Copy each line of the data below with the word "Paragraph".

Data to examine:
== Segment start ==
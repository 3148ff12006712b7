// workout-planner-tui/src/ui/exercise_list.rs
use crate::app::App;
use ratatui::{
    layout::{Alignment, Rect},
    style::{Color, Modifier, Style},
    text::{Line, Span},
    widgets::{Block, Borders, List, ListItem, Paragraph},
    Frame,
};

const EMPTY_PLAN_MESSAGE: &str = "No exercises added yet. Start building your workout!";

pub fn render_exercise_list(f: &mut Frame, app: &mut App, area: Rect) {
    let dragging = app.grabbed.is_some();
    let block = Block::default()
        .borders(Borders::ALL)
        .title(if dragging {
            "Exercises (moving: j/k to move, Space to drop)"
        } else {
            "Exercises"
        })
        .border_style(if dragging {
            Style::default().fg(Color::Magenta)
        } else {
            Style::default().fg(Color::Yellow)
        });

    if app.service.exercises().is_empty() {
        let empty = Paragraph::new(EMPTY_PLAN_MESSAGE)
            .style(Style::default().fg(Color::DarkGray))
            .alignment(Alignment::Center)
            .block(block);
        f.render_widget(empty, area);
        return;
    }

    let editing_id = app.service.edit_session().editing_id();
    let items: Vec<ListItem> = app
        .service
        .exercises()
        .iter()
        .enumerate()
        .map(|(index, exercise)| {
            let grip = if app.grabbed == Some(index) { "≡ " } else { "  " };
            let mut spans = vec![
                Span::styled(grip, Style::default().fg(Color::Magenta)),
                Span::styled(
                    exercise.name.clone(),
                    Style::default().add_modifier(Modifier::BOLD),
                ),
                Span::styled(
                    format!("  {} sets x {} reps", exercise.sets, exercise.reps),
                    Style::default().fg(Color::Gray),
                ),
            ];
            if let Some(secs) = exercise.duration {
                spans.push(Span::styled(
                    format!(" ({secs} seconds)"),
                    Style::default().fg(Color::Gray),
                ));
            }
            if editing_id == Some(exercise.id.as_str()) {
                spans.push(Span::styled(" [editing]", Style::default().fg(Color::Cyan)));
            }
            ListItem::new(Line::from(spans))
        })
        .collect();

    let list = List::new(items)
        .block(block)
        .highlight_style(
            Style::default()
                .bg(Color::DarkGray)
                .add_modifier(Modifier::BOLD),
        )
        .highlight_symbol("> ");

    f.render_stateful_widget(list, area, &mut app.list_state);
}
== Segment end ==
Response to the task:
    widgets::{Block, Borders, List, ListItem, Paragraph},
        let empty = Paragraph::new(EMPTY_PLAN_MESSAGE)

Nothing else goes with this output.